An Introduction to Asynchronous Python

Josh Finnie

  • Started at Indigo in May
  • I am working on the Cerberus Squad
  • Have been coding Python for 10+ years
  • Current obsession is Fountain Pens!

Outline

  • Let's talk about the Global Interpreter Lock
  • Live asynchronous coding!
  • What is Asyncio and why I recommend it?
  • Asyncio Glossary of terms
  • Drawbacks of Asyncio and async programming

Asynchronous Python

Python - the GIL

What is the GIL

  • The Python Global Interpreter Lock or GIL is a mutex  that allows only one thread to hold the control of the Python interpreter.
  • It's a Python-specific specification that has been around since the beginning.
  • It protects the internals of the Python interpreter from concurrent access and modification from multiple threads.

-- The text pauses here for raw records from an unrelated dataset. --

//! Frame parser: synchronizer + field codec + checksum engine.

use std::sync::Arc;

use tracing::{debug, warn};

use super::error::FramingError;
use super::layout::{FrameLayout, PayloadExtent};
use super::sync::{FrameSynchronizer, SyncConfig, SyncState};
use crate::checksum;
use crate::codec::{decode_field, hex_pairs};
use crate::{ParsedFrame, Protocol};

/// Running counters of one parser.
#[derive(Debug, Clone, Copy, Default, PartialEq, Eq)]
pub struct ParserStats {
    pub frames: u64,
    pub invalid_frames: u64,
    pub checksum_mismatches: u64,
    pub decode_errors: u64,
    pub framing_errors: u64,
    pub bytes_discarded: u64,
}

#[derive(Debug, Default)]
struct FrameIssues {
    checksum_mismatch: bool,
    decode_errors: u64,
}

/// Incremental decoder for one byte stream.
///
/// Not shareable between streams: it owns the carryover buffer. Decode N
/// streams with N parsers.
///
/// # Examples
/// ```
/// use std::sync::Arc;
///
/// use framekit_core::{FieldType, FrameParser, Protocol, ProtocolField};
///
/// let protocol = Protocol::new("p")
///     .with_header(vec![0xAA])
///     .with_field(ProtocolField::new("v", FieldType::Uint8, 0));
/// let mut parser = FrameParser::new(Arc::new(protocol));
///
/// assert_eq!(parser.feed(&[0x00, 0xAA]).count(), 0);
/// let frames: Vec<_> = parser.feed(&[0x07]).collect();
/// assert_eq!(frames[0].fields[0].value, "7");
/// ```
pub struct FrameParser {
    protocol: Arc<Protocol>,
    sync: FrameSynchronizer,
    frames: u64,
    invalid_frames: u64,
    checksum_mismatches: u64,
    decode_errors: u64,
}

impl FrameParser {
    pub fn new(protocol: Arc<Protocol>) -> Self {
        Self::with_config(protocol, SyncConfig::default())
    }

    pub fn with_config(protocol: Arc<Protocol>, config: SyncConfig) -> Self {
        let sync = FrameSynchronizer::new(Arc::clone(&protocol), config);
        Self {
            protocol,
            sync,
            frames: 0,
            invalid_frames: 0,
            checksum_mismatches: 0,
            decode_errors: 0,
        }
    }

    pub fn protocol(&self) -> &Arc<Protocol> {
        &self.protocol
    }

    /// Append `bytes` to the carryover and yield the frames now complete.
    ///
    /// The iterator is lazy. Frames it does not yield before being dropped
    /// stay buffered and come out of the next `feed` or `flush`.
    pub fn feed(&mut self, bytes: &[u8]) -> Frames<'_> {
        self.sync.extend(bytes);
        Frames { parser: self }
    }

    /// End of stream: yield remaining frames, including a trailing
    /// open-ended one, and drop incomplete carryover.
    pub fn flush(&mut self) -> Vec<ParsedFrame> {
        let mut frames: Vec<ParsedFrame> = Frames { parser: self }.collect();
        if let Some(raw) = self.sync.flush() {
            frames.push(self.finish(raw));
        }
        frames
    }

    /// Drop carryover and counters; the protocol is kept.
    pub fn reset(&mut self) {
        self.sync.reset();
        self.frames = 0;
        self.invalid_frames = 0;
        self.checksum_mismatches = 0;
        self.decode_errors = 0;
    }

    pub fn pending(&self) -> usize {
        self.sync.pending()
    }

    pub fn state(&self) -> SyncState {
        self.sync.state()
    }

    pub fn stats(&self) -> ParserStats {
        let sync = self.sync.stats();
        ParserStats {
            frames: self.frames,
            invalid_frames: self.invalid_frames,
            checksum_mismatches: self.checksum_mismatches,
            decode_errors: self.decode_errors,
            framing_errors: sync.framing_errors,
            bytes_discarded: sync.bytes_discarded,
        }
    }

    /// Framing diagnostics since the last call (bounded, oldest dropped).
    pub fn take_diagnostics(&mut self) -> Vec<FramingError> {
        self.sync.take_diagnostics()
    }

    fn finish(&mut self, raw: Vec<u8>) -> ParsedFrame {
        let (frame, issues) = inspect_frame(&self.protocol, raw);
        self.frames += 1;
        self.decode_errors += issues.decode_errors;
        if issues.checksum_mismatch {
            self.checksum_mismatches += 1;
        }
        if frame.valid {
            debug!(
                protocol = %self.protocol.name,
                len = frame.raw_data.len(),
                fields = frame.fields.len(),
                "frame decoded"
            );
        } else {
            self.invalid_frames += 1;
            warn!(
                protocol = %self.protocol.name,
                len = frame.raw_data.len(),
                error = frame.error.as_deref().unwrap_or_default(),
                "invalid frame"
            );
        }
        frame
    }
}

/// Frames produced by one [`FrameParser::feed`] call.
#[must_use = "frames are decoded lazily while iterating"]
pub struct Frames<'a> {
    parser: &'a mut FrameParser,
}

impl Iterator for Frames<'_> {
    type Item = ParsedFrame;

    fn next(&mut self) -> Option<ParsedFrame> {
        let raw = self.parser.sync.next_frame()?;
        Some(self.parser.finish(raw))
    }
}

/// Decode one complete frame (header through footer) without any stream
/// state.
///
/// # Examples
/// ```
/// use framekit_core::{ChecksumAlgorithm, FieldType, Protocol, ProtocolField, decode_frame};
///
/// let protocol = Protocol::new("p")
///     .with_checksum(ChecksumAlgorithm::Sum8)
///     .with_field(ProtocolField::new("a", FieldType::Uint8, 0))
///     .with_field(ProtocolField::new("b", FieldType::Uint8, 1));
///
/// assert!(decode_frame(&protocol, &[0x01, 0x02, 0x03]).valid);
/// let bad = decode_frame(&protocol, &[0x01, 0x02, 0x04]);
/// assert!(!bad.valid);
/// assert_eq!(bad.fields.len(), 2);
/// ```
pub fn decode_frame(protocol: &Protocol, data: &[u8]) -> ParsedFrame {
    inspect_frame(protocol, data.to_vec()).0
}

fn inspect_frame(protocol: &Protocol, raw: Vec<u8>) -> (ParsedFrame, FrameIssues) {
    let layout = FrameLayout::of(protocol);
    let mut issues = FrameIssues::default();
    let rejected = |raw: Vec<u8>, error: String| ParsedFrame {
        protocol_name: protocol.name.clone(),
        raw_data: raw,
        fields: vec![],
        valid: false,
        error: Some(error),
    };

    let min = layout.min_len();
    if raw.len() < min {
        let error = format!("insufficient data: frame has {} bytes, needs {min}", raw.len());
        return (rejected(raw, error), issues);
    }
    if !raw.starts_with(layout.header) {
        let error = format!("header mismatch: expected {}", hex_pairs(layout.header));
        return (rejected(raw, error), issues);
    }
    if !raw.ends_with(layout.footer) {
        let error = format!("footer mismatch: expected {}", hex_pairs(layout.footer));
        return (rejected(raw, error), issues);
    }

    let mut errors = Vec::new();
    let start = layout.header.len();
    let payload_end = match layout.payload {
        PayloadExtent::Fixed(len) => {
            if raw.len() != min {
                errors.push(format!(
                    "length mismatch: frame has {} bytes, expected {min}",
                    raw.len()
                ));
            }
            start + len
        }
        PayloadExtent::Open { .. } => raw.len() - layout.trailer_len(),
    };
    let payload = &raw[start..payload_end];

    let mut fields = Vec::with_capacity(protocol.fields.len());
    for field in &protocol.fields {
        match decode_field(payload, field) {
            Ok(parsed) => fields.push(parsed),
            Err(err) => {
                issues.decode_errors += 1;
                errors.push(err.to_string());
            }
        }
    }

    if let Some(algorithm) = layout.checksum {
        let received = &raw[payload_end..payload_end + algorithm.width()];
        if !checksum::validate(algorithm, payload, received) {
            issues.checksum_mismatch = true;
            errors.push(format!(
                "checksum mismatch ({algorithm}): computed {}, received {}",
                hex_pairs(&checksum::compute(algorithm, payload)),
                hex_pairs(received)
            ));
        }
    }

    let frame = ParsedFrame {
        protocol_name: protocol.name.clone(),
        raw_data: raw,
        fields,
        valid: errors.is_empty(),
        error: (!errors.is_empty()).then(|| errors.join("; ")),
    };
    (frame, issues)
}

https://realpython.com/python-gil/

Does this block us?

  • Yes and No...
  • Threading and Asyncio still runs on a single thread.
  • They just cheat a bit.

So There's hope!

Implementations to
"get around" the GIL

The GIL Busters

  • Threading
  • Asyncio
  • Multiprocessing

LIVE CODING!

The Menu

  • Normal IO Bound Function
  • Async IO Bound Function
  • Threaded IO Bound Function
  • Multi-Processed IO Bound Function
  • Normal CPU Bound Function
  • Threaded CPU Bound Function
  • Multi-Processed CPU Bound Function
  • Asyncio CPU Bound Function

Default

#!/usr/bin/env python3
import time

times = 0

def my_func():
    global times
    while times < 10:
        times += 1
        time.sleep(1)
        print(f'Number of times: {times}')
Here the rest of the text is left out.